As her departure date approaches and preparations for teacher training are underway, Lila shares the beginning of her yoga journey with our LANO community:
The unique singularity of each human body, and its constant potential for lasting change, has been a life altering affirmation that I met on my yoga mat.
Deeply rooted in my approach to yoga is the idea that the body in motion is more than a purely somatic engagement of reaching arms and swinging legs. When we allow our bodies to move as freely as our thoughts, we can generate new layers of self-understanding that can shift the way we dwell in our physical bodies.
For me, the thinking mind and the feeling body are intrinsically linked. Yoga is a direct means of creating an interplay between physical sensation and conscious thought.
My background is in dance, and the earlier years of my training had often encouraged a competitive and aesthetic-centred way to engage with movement. I had attended a few yoga classes, but time spent sitting and breathing could be more valuable for practicing high kicks; surely pranayama had no place where worth could be measured by the length of a split leap. The patience and self-awareness encouraged by an hour on the mat had been terrifying to me then. Yoga presented new challenges beyond those conventional of other physical exercise.
I rediscovered yoga following my studies at the University of Chichester, which nurtured alternative approaches to dance. This time, my experience was completely different. The transition out of my daily dance training, combined with a worsening long-term knee injury, encouraged me to seek new ways to connect with movement. Initially, regular yoga classes at LANO began to feed my appetite for somatic practice. Later, yoga began to feed my spirit.
Throughout my practice at LANO, my relationship with yoga has been continually evolving. I have long balanced a disordered view of my physical body, and my yoga practice is becoming pivotal in healing that fractured relationship.
Using movement as a means of investigation, without comparison or judgement, has helped to alleviate expectations of looking a certain way, instead creating space for uninhibited physical discovery and individual growth.
Regular time on my mat serves as a reminder of the whole body’s propensity to change, adapt, learn, overcome and rediscover. Yoga is not a quick fix for physical limitation, nor an instant trajectory to accepting our physical selves and processing difficult parts of our personal histories, but for me, yoga practice invites a new way to explore these ideas.

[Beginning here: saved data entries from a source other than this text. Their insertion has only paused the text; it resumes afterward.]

//! src/retrieve/ky_http.rs
//!
//! reqwest-backed [`Transport`]: one attempt per call, single body read.
use crate::core::error::RcError;
use crate::retrieve::{RawResponse, Transport};
use reqwest::{Client, Method, Url};
use std::future::Future;
use std::time::Duration;

/// HttpOptions
///
/// Settings applied when building the underlying reqwest client.
#[derive(Debug, Clone)]
pub struct HttpOptions {
    /// Optional timeout for the underlying reqwest client.
    pub timeout: Option<Duration>,

    /// Value of the `User-Agent` header.
    pub user_agent: String,
}

impl Default for HttpOptions {
    fn default() -> Self {
        Self {
            timeout: Some(Duration::from_secs(30)),
            user_agent: format!("resellerclub-rs/{}", env!("CARGO_PKG_VERSION")),
        }
    }
}

/// HttpTransport
///
/// Default transport.
#[derive(Debug, Clone)]
pub struct HttpTransport {
    client: Client,
    opts: HttpOptions,
}

impl HttpTransport {
    pub fn new() -> Result<Self, RcError> {
        Self::new_with_opts(None)
    }

    /// Builds the reqwest client from `opts`.
    ///
    /// # Errors
    /// Returns [`RcError::Config`] when the client cannot be built, e.g. a user
    /// agent that is not a valid header value.
    pub fn new_with_opts(opts: Option<HttpOptions>) -> Result<Self, RcError> {
        let opts = opts.unwrap_or_default();
        let mut builder = Client::builder().user_agent(opts.user_agent.clone());
        if let Some(timeout) = opts.timeout {
            builder = builder.timeout(timeout);
        }
        let client = builder
            .build()
            .map_err(|e| RcError::Config(format!("HTTP client build failed: {}", e)))?;

        Ok(Self { client, opts })
    }

    pub fn options(&self) -> &HttpOptions {
        &self.opts
    }
}

impl Transport for HttpTransport {
    fn execute(
        &self,
        method: Method,
        url: &Url,
    ) -> impl Future<Output = Result<RawResponse, RcError>> + Send {
        let request = self.client.request(method, url.clone());

        async move {
            let resp = request
                .send()
                .await
                .map_err(|e| RcError::Http(e.to_string()))?;

            let status = resp.status().as_u16();
            // Read body once; the decoder needs the raw bytes on every path
            let body = resp
                .bytes()
                .await
                .map_err(|e| RcError::Http(format!("Read Error: {}", e)))?;

            Ok(RawResponse {
                status,
                body: body.to_vec(),
            })
        }
    }
}
//! Transport boundary: perform one GET or POST and hand back status and body.

pub mod ky_http;

pub use ky_http::{HttpOptions, HttpTransport};

use crate::core::error::RcError;
use reqwest::{Method, Url};
use std::future::Future;

/// Status code and untouched body bytes of one HTTP exchange.
#[derive(Debug, Clone, PartialEq, Eq)]
pub struct RawResponse {
    pub status: u16,
    pub body: Vec<u8>,
}

impl RawResponse {
    pub fn is_success(&self) -> bool {
        (200..300).contains(&self.status)
    }
}

/// Executes a request against a fully-formed URL. Requests never carry a body.
///
/// Implementations report network-level failures as [`RcError::Http`] and must
/// not treat non-2xx statuses as errors: the API describes failures in the body.
pub trait Transport: Send + Sync {
    fn execute(
        &self,
        method: Method,
        url: &Url,
    ) -> impl Future<Output = Result<RawResponse, RcError>> + Send;
}
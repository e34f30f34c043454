use tokio::io::{AsyncWriteExt, stderr, stdout};
use tokio::sync::mpsc;
use crate::loggers::core::{LogRecord, LogSink};

/// Drains the logger channel and writes one JSON line per record.
pub struct LogWorker {
    receiver: mpsc::Receiver<LogRecord>,
    sink: LogSink,
}

impl LogWorker {
    pub fn new(receiver: mpsc::Receiver<LogRecord>, sink: LogSink) -> Self {
        Self { receiver, sink }
    }

    pub async fn run(mut self) {
        while let Some(record) = self.receiver.recv().await {
            let Ok(mut line) = serde_json::to_string(&record) else {
                continue;
            };
            line.push('\n');

            // Write failures are dropped: logging must never take the client down.
            let _ = match self.sink {
                LogSink::Stdout => stdout().write_all(line.as_bytes()).await,
                LogSink::Stderr => stderr().write_all(line.as_bytes()).await,
            };
        }
    }
}
//! # Customers
//!
//! Customer account management. Only sign-up is exposed.

use crate::api::client::ResellerClient;
use crate::api::query::Query;
use crate::core::error::RcError;
use crate::retrieve::Transport;
use reqwest::Method;

/// Endpoint group for `/customers`.
pub struct Customers<'a, T: Transport> {
    client: &'a ResellerClient<T>,
}

/// Parameters for [`Customers::create`].
#[derive(Debug, Clone, Default, PartialEq, Eq)]
pub struct CustomerCreateParams {
    /// Required. Login name, must be an email address.
    pub username: String,
    /// Required. 9 to 16 characters with at least one lowercase, one uppercase,
    /// one digit and one of `~*!@$#%_+.?:,{}`.
    pub password: String,
    /// Required.
    pub name: String,
    /// Required.
    pub company: String,
    /// Required.
    pub address_line_1: String,
    /// Required.
    pub city: String,
    /// Required. Pass `Not Applicable` when there is no state and fill `other_state`.
    pub state: String,
    pub other_state: String,
    /// Required. ISO 3166-1 alpha-2.
    pub country: String,
    /// Required.
    pub zipcode: String,
    /// Required. Telephone country code.
    pub phone_cc: String,
    /// Required.
    pub phone: String,
    /// Required. ISO language code.
    pub lang_pref: String,
    pub address_line_2: String,
    pub address_line_3: String,
    pub alt_phone_cc: String,
    pub alt_phone: String,
    pub fax_cc: String,
    pub fax: String,
    pub mobile_cc: String,
    pub mobile: String,
    /// Consent to renewal reminder SMS (US customers).
    pub sms_consent: bool,
    /// EU VAT id.
    pub vat_id: String,
    /// Accept the terms and privacy policy.
    pub accept_policy: bool,
    /// Consent to marketing email (EEA customers).
    pub marketing_email_consent: bool,
}

impl CustomerCreateParams {
    /// Builds the sign-up query, rejecting empty required fields.
    pub fn to_query(&self) -> Result<Query, RcError> {
        let required = [
            ("username", &self.username),
            ("passwd", &self.password),
            ("name", &self.name),
            ("company", &self.company),
            ("address-line-1", &self.address_line_1),
            ("city", &self.city),
            ("state", &self.state),
            ("country", &self.country),
            ("zipcode", &self.zipcode),
            ("phone-cc", &self.phone_cc),
            ("phone", &self.phone),
            ("lang-pref", &self.lang_pref),
        ];

        let mut q = Query::new();
        for (key, value) in required {
            if value.is_empty() {
                return Err(RcError::MissingParams(key.to_string()));
            }
            q.set(key, value);
        }

        q.set_non_empty("other-state", &self.other_state)
            .set_non_empty("address-line-2", &self.address_line_2)
            .set_non_empty("address-line-3", &self.address_line_3)
            .set_non_empty("alt-phone-cc", &self.alt_phone_cc)
            .set_non_empty("alt-phone", &self.alt_phone)
            .set_non_empty("fax-cc", &self.fax_cc)
            .set_non_empty("fax", &self.fax)
            .set_non_empty("mobile-cc", &self.mobile_cc)
            .set_non_empty("mobile", &self.mobile)
            .set_flag("sms-consent", self.sms_consent)
            .set_non_empty("vat-id", &self.vat_id)
            .set_flag("accept-policy", self.accept_policy)
            .set_flag("marketing-email-consent", self.marketing_email_consent);

        Ok(q)
    }
}

impl<'a, T: Transport> Customers<'a, T> {
    pub(crate) fn new(client: &'a ResellerClient<T>) -> Self {
        Self { client }
    }

    /// Creates a customer account and returns its id.
    ///
    /// <https://manage.resellerclub.com/kb/answer/804>
    pub async fn create(&self, params: &CustomerCreateParams) -> Result<i64, RcError> {
        let path = "/customers/v2/signup.json";
        let query = self.client.observe(path, params.to_query())?;
        self.client.call_int(Method::POST, path, &query).await
    }
}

From the way in which I connect to others, to an ingrained appreciation for the amazing capability of my own body, developments in my yoga practice continue to affect the wider context of my life.
I am looking forward to applying some of these ideas to my teaching when I return from my training. I will be studying yoga in the Ashtanga Vinyasa tradition in India, where my course will run for 28 days. Part of what inspires me to teach yoga is the opportunity to witness and contribute to the kinds of personal developments and shifts in physical awareness that take place on the mat. In much the same way, my own yoga practice has been shaped by my teachers at LANO. The rest of the LANO community have also been central to my yoga journey so far, and I am excited to return to the studio to practice alongside you all soon.